### Your instructions
Of the entries below, restate word for word only the section that runs from the line with "repository aa4589521bb3b79e" to the line with "pub fn from_data(data: &[u8])", counting both ends.

*** Provided material Section Begins ***

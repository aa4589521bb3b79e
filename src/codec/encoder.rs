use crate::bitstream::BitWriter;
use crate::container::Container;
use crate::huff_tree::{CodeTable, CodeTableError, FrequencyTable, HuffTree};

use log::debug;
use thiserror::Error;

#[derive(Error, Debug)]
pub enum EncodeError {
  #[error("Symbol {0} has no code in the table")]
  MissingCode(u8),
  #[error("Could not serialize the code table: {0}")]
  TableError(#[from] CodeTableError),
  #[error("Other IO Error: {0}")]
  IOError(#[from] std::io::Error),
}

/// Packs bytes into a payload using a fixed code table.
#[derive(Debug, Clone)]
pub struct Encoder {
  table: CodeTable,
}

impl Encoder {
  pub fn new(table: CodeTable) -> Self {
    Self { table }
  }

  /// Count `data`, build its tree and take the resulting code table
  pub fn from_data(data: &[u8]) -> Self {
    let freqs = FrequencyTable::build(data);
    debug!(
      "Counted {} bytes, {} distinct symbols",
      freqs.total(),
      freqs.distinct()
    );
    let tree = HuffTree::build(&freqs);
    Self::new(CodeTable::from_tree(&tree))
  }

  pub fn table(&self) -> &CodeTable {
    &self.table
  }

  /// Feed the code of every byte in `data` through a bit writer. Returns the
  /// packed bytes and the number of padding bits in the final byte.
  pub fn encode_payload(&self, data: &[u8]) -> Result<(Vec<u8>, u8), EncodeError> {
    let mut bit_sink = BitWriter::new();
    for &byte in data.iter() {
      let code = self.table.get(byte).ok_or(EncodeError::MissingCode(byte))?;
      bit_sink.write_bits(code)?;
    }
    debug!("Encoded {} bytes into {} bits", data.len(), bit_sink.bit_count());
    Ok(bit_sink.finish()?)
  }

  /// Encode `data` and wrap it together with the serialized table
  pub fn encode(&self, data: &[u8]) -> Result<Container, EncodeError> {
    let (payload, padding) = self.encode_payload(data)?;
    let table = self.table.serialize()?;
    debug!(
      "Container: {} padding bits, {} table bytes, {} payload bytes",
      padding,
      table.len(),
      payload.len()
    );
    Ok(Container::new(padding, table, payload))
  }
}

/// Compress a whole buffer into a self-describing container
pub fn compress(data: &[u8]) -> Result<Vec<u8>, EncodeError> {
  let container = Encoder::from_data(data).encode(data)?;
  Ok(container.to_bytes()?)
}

*** Provided material Section Ends ***
*** Provided material Section Begins ***

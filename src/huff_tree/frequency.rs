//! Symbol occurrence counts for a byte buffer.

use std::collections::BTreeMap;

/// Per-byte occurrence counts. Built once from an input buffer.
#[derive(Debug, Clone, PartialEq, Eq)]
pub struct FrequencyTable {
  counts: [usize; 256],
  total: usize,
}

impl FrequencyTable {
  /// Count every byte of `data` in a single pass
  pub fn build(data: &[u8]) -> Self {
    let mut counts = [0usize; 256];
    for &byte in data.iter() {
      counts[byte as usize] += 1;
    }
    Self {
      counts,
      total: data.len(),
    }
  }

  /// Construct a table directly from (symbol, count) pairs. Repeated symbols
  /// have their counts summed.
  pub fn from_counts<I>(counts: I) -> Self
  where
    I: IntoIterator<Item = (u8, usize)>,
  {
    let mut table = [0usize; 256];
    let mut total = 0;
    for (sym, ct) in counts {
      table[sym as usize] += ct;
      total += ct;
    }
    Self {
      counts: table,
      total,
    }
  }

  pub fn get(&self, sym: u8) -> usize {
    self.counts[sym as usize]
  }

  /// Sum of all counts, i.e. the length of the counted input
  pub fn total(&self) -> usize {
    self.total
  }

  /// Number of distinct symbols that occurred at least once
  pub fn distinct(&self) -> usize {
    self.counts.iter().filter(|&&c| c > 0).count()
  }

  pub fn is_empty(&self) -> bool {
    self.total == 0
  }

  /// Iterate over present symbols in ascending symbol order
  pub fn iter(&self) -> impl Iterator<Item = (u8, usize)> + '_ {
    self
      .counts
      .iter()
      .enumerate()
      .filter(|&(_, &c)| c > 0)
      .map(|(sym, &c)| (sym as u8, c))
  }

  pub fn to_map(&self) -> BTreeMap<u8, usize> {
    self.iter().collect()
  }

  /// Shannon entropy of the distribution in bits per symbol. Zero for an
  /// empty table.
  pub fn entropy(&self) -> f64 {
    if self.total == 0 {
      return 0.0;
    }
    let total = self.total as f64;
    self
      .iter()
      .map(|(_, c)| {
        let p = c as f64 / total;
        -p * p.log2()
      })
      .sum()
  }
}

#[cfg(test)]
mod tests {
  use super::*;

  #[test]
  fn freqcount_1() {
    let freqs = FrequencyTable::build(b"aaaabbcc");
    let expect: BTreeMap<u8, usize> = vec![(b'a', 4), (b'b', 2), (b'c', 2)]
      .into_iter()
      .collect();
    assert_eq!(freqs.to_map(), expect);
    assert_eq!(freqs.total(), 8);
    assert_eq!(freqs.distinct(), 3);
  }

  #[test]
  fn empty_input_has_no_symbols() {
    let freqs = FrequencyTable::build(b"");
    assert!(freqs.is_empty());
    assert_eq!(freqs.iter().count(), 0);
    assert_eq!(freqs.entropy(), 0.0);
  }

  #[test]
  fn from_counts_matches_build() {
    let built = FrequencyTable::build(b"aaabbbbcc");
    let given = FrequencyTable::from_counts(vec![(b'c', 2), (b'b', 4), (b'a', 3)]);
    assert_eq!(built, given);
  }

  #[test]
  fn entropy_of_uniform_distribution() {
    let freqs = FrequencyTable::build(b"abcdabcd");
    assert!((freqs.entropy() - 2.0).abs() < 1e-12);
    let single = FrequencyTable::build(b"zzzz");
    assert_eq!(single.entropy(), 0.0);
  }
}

*** Provided material Section Ends ***

### Finished task
repository aa4589521bb3b79e
filename src/codec/encoder.rs
use crate::bitstream::BitWriter;
use crate::container::Container;
use crate::huff_tree::{CodeTable, CodeTableError, FrequencyTable, HuffTree};

use log::debug;
use thiserror::Error;

#[derive(Error, Debug)]
pub enum EncodeError {
  #[error("Symbol {0} has no code in the table")]
  MissingCode(u8),
  #[error("Could not serialize the code table: {0}")]
  TableError(#[from] CodeTableError),
  #[error("Other IO Error: {0}")]
  IOError(#[from] std::io::Error),
}

/// Packs bytes into a payload using a fixed code table.
#[derive(Debug, Clone)]
pub struct Encoder {
  table: CodeTable,
}

impl Encoder {
  pub fn new(table: CodeTable) -> Self {
    Self { table }
  }

  /// Count `data`, build its tree and take the resulting code table
  pub fn from_data(data: &[u8]) -> Self {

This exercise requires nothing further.